INSTRUCTIONS TO FOLLOW:
Report the number of lines in the data below that hold "ResponseVerifier", without any other words.

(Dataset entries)
******

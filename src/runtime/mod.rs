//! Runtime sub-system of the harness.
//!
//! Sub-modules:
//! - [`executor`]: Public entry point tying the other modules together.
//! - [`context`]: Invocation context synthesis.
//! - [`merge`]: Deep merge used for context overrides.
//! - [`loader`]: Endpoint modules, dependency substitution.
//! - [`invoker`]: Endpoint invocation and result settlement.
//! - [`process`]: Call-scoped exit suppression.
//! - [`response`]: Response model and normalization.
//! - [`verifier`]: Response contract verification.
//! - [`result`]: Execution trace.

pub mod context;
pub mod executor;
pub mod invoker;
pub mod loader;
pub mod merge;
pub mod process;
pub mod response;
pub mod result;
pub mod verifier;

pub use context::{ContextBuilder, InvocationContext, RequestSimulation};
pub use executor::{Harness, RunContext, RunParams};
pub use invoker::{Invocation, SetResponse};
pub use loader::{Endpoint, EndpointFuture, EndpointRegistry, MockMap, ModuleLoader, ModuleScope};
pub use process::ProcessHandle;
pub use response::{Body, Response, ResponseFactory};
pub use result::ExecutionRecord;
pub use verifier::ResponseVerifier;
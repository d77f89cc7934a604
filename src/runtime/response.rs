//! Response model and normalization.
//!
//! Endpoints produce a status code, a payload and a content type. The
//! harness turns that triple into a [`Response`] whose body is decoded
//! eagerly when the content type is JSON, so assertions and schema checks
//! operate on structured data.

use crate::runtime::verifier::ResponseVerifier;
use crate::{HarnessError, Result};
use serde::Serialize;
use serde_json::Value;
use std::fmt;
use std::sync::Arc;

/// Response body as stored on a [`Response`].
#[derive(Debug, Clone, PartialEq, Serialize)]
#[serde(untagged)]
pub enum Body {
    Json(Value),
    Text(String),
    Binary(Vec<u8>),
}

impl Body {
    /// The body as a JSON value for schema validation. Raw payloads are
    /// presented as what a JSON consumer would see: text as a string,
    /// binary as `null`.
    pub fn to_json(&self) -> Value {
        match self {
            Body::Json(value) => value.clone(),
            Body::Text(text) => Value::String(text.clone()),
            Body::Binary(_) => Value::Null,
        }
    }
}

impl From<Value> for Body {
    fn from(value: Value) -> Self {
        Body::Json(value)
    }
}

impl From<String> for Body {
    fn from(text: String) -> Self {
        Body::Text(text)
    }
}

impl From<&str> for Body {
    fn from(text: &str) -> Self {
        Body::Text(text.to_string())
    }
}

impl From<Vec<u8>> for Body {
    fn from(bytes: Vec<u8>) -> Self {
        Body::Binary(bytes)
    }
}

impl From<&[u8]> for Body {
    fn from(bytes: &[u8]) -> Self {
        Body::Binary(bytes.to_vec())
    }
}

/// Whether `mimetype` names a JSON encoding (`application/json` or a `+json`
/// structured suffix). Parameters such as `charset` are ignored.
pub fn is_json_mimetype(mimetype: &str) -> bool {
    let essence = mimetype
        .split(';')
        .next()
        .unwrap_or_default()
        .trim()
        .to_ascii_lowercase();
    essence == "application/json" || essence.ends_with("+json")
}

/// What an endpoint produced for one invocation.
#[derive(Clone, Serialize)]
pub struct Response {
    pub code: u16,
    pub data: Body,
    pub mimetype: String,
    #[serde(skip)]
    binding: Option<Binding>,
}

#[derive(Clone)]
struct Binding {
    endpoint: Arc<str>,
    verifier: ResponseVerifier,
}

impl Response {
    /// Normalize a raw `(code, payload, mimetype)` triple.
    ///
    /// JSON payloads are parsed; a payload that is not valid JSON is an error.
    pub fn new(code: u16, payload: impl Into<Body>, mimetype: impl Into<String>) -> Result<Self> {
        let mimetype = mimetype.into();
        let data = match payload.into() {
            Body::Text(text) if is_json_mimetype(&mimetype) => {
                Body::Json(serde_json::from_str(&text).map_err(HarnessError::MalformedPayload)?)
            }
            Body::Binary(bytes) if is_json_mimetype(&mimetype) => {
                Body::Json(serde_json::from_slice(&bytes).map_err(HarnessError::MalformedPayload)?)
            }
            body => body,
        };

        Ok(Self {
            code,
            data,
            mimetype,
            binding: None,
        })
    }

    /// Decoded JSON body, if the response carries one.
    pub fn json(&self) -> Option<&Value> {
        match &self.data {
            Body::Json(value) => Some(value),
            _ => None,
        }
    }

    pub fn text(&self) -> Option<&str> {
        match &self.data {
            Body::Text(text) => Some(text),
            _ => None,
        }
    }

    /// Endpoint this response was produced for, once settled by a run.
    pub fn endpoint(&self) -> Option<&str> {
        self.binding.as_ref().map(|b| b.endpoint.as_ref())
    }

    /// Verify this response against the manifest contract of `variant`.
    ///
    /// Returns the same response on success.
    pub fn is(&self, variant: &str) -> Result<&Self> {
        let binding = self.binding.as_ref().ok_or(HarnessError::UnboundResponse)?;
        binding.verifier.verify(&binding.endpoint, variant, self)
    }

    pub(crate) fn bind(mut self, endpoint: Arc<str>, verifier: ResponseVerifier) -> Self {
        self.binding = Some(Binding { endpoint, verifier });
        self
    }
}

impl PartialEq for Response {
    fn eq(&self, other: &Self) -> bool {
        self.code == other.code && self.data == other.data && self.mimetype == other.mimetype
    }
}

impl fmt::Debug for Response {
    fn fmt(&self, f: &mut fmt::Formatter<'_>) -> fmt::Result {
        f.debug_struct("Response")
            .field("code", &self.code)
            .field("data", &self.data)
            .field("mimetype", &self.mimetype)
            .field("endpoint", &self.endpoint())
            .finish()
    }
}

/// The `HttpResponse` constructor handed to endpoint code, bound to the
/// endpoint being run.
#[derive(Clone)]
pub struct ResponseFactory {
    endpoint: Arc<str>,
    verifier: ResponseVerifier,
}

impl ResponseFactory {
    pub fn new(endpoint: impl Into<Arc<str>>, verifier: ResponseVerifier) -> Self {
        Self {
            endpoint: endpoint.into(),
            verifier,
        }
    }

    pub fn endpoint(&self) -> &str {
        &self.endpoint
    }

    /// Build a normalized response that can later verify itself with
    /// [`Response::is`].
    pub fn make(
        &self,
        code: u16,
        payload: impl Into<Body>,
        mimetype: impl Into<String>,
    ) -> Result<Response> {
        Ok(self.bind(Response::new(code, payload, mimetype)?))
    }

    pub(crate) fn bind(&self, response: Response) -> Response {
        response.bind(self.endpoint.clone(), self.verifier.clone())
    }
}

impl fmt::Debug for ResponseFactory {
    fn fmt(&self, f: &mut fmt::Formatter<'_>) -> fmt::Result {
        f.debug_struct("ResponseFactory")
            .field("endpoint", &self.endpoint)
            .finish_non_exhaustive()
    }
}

******

ANSWER SECTION:
6